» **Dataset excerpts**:
● ● ● ●

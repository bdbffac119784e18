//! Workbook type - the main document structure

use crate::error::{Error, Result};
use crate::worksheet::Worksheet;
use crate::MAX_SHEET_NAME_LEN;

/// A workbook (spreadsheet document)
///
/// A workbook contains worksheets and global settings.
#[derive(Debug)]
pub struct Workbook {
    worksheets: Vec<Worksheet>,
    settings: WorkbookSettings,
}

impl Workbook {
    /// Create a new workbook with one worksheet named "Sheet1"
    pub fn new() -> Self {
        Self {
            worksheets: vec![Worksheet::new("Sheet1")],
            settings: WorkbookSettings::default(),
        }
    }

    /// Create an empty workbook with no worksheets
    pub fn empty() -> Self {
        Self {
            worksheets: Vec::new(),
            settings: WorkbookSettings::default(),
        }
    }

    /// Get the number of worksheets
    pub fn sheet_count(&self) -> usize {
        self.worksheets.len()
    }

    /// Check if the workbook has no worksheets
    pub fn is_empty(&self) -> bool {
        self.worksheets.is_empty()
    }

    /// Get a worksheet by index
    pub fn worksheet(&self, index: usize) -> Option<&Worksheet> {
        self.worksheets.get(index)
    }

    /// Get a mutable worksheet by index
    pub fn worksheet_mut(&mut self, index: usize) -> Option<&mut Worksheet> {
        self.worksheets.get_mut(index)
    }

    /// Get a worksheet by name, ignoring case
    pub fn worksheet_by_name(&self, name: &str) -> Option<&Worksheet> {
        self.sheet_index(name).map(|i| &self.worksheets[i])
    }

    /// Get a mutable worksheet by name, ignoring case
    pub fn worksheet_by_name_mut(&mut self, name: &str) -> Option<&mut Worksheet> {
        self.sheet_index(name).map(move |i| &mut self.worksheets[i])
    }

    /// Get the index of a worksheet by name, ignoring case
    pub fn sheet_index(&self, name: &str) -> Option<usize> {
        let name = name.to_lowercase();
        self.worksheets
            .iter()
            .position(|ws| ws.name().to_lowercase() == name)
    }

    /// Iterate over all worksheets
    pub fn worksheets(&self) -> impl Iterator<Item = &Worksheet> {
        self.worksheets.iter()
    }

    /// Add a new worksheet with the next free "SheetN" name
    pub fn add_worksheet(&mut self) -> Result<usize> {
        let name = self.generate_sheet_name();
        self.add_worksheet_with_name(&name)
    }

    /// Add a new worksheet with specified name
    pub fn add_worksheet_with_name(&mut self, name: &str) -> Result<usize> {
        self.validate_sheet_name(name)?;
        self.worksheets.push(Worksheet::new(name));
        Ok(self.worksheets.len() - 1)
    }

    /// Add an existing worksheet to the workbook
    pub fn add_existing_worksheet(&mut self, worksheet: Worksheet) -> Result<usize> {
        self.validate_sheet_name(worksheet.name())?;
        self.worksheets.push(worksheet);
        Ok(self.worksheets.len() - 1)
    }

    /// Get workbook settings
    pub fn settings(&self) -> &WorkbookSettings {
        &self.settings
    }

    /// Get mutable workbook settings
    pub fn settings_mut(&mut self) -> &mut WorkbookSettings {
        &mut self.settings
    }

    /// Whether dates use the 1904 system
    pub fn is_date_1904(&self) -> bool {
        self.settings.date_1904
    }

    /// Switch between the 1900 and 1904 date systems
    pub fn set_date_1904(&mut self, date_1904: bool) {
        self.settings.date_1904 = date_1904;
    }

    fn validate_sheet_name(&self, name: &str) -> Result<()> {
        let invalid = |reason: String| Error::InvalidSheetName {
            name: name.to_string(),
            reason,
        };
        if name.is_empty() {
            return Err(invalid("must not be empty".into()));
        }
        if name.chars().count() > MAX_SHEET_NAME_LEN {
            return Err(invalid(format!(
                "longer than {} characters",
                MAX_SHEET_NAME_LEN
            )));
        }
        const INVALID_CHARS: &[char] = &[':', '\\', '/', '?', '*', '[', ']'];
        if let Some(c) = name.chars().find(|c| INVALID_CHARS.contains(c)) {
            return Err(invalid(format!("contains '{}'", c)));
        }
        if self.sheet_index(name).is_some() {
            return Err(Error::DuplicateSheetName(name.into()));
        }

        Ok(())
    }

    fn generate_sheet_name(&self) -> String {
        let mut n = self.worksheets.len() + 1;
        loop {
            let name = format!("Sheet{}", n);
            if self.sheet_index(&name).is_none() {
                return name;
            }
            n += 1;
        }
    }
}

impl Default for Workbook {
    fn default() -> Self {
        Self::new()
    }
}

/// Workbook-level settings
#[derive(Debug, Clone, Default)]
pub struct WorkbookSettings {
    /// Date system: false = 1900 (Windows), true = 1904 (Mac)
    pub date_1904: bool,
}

● ● ● ●

» **Directions**: Could you give the data above again, exact in every line?

» **Expected answer**:
repository bdbffac119784e18
//! Workbook type - the main document structure

use crate::error::{Error, Result};
use crate::worksheet::Worksheet;
use crate::MAX_SHEET_NAME_LEN;

/// A workbook (spreadsheet document)
///
/// A workbook contains worksheets and global settings.
#[derive(Debug)]
pub struct Workbook {
    worksheets: Vec<Worksheet>,
    settings: WorkbookSettings,
}

impl Workbook {
    /// Create a new workbook with one worksheet named "Sheet1"
    pub fn new() -> Self {
        Self {
            worksheets: vec![Worksheet::new("Sheet1")],
            settings: WorkbookSettings::default(),
        }
    }

    /// Create an empty workbook with no worksheets
    pub fn empty() -> Self {
        Self {
            worksheets: Vec::new(),
            settings: WorkbookSettings::default(),
        }
    }

    /// Get the number of worksheets
    pub fn sheet_count(&self) -> usize {
        self.worksheets.len()
    }

    /// Check if the workbook has no worksheets
    pub fn is_empty(&self) -> bool {
        self.worksheets.is_empty()
    }

    /// Get a worksheet by index
    pub fn worksheet(&self, index: usize) -> Option<&Worksheet> {
        self.worksheets.get(index)
    }

    /// Get a mutable worksheet by index
    pub fn worksheet_mut(&mut self, index: usize) -> Option<&mut Worksheet> {
        self.worksheets.get_mut(index)
    }

    /// Get a worksheet by name, ignoring case
    pub fn worksheet_by_name(&self, name: &str) -> Option<&Worksheet> {
        self.sheet_index(name).map(|i| &self.worksheets[i])
    }

    /// Get a mutable worksheet by name, ignoring case
    pub fn worksheet_by_name_mut(&mut self, name: &str) -> Option<&mut Worksheet> {
        self.sheet_index(name).map(move |i| &mut self.worksheets[i])
    }

    /// Get the index of a worksheet by name, ignoring case
    pub fn sheet_index(&self, name: &str) -> Option<usize> {
        let name = name.to_lowercase();
        self.worksheets
            .iter()
            .position(|ws| ws.name().to_lowercase() == name)
    }

    /// Iterate over all worksheets
    pub fn worksheets(&self) -> impl Iterator<Item = &Worksheet> {
        self.worksheets.iter()
    }

    /// Add a new worksheet with the next free "SheetN" name
    pub fn add_worksheet(&mut self) -> Result<usize> {
        let name = self.generate_sheet_name();
        self.add_worksheet_with_name(&name)
    }

    /// Add a new worksheet with specified name
    pub fn add_worksheet_with_name(&mut self, name: &str) -> Result<usize> {
        self.validate_sheet_name(name)?;
        self.worksheets.push(Worksheet::new(name));
        Ok(self.worksheets.len() - 1)
    }

    /// Add an existing worksheet to the workbook
    pub fn add_existing_worksheet(&mut self, worksheet: Worksheet) -> Result<usize> {
        self.validate_sheet_name(worksheet.name())?;
        self.worksheets.push(worksheet);
        Ok(self.worksheets.len() - 1)
    }

    /// Get workbook settings
    pub fn settings(&self) -> &WorkbookSettings {
        &self.settings
    }

    /// Get mutable workbook settings
    pub fn settings_mut(&mut self) -> &mut WorkbookSettings {
        &mut self.settings
    }

    /// Whether dates use the 1904 system
    pub fn is_date_1904(&self) -> bool {
        self.settings.date_1904
    }

    /// Switch between the 1900 and 1904 date systems
    pub fn set_date_1904(&mut self, date_1904: bool) {
        self.settings.date_1904 = date_1904;
    }

    fn validate_sheet_name(&self, name: &str) -> Result<()> {
        let invalid = |reason: String| Error::InvalidSheetName {
            name: name.to_string(),
            reason,
        };
        if name.is_empty() {
            return Err(invalid("must not be empty".into()));
        }
        if name.chars().count() > MAX_SHEET_NAME_LEN {
            return Err(invalid(format!(
                "longer than {} characters",
                MAX_SHEET_NAME_LEN
            )));
        }
        const INVALID_CHARS: &[char] = &[':', '\\', '/', '?', '*', '[', ']'];
        if let Some(c) = name.chars().find(|c| INVALID_CHARS.contains(c)) {
            return Err(invalid(format!("contains '{}'", c)));
        }
        if self.sheet_index(name).is_some() {
            return Err(Error::DuplicateSheetName(name.into()));
        }

        Ok(())
    }

    fn generate_sheet_name(&self) -> String {
        let mut n = self.worksheets.len() + 1;
        loop {
            let name = format!("Sheet{}", n);
            if self.sheet_index(&name).is_none() {
                return name;
            }
            n += 1;
        }
    }
}

impl Default for Workbook {
    fn default() -> Self {
        Self::new()
    }
}

/// Workbook-level settings
#[derive(Debug, Clone, Default)]
pub struct WorkbookSettings {
    /// Date system: false = 1900 (Windows), true = 1904 (Mac)
    pub date_1904: bool,
}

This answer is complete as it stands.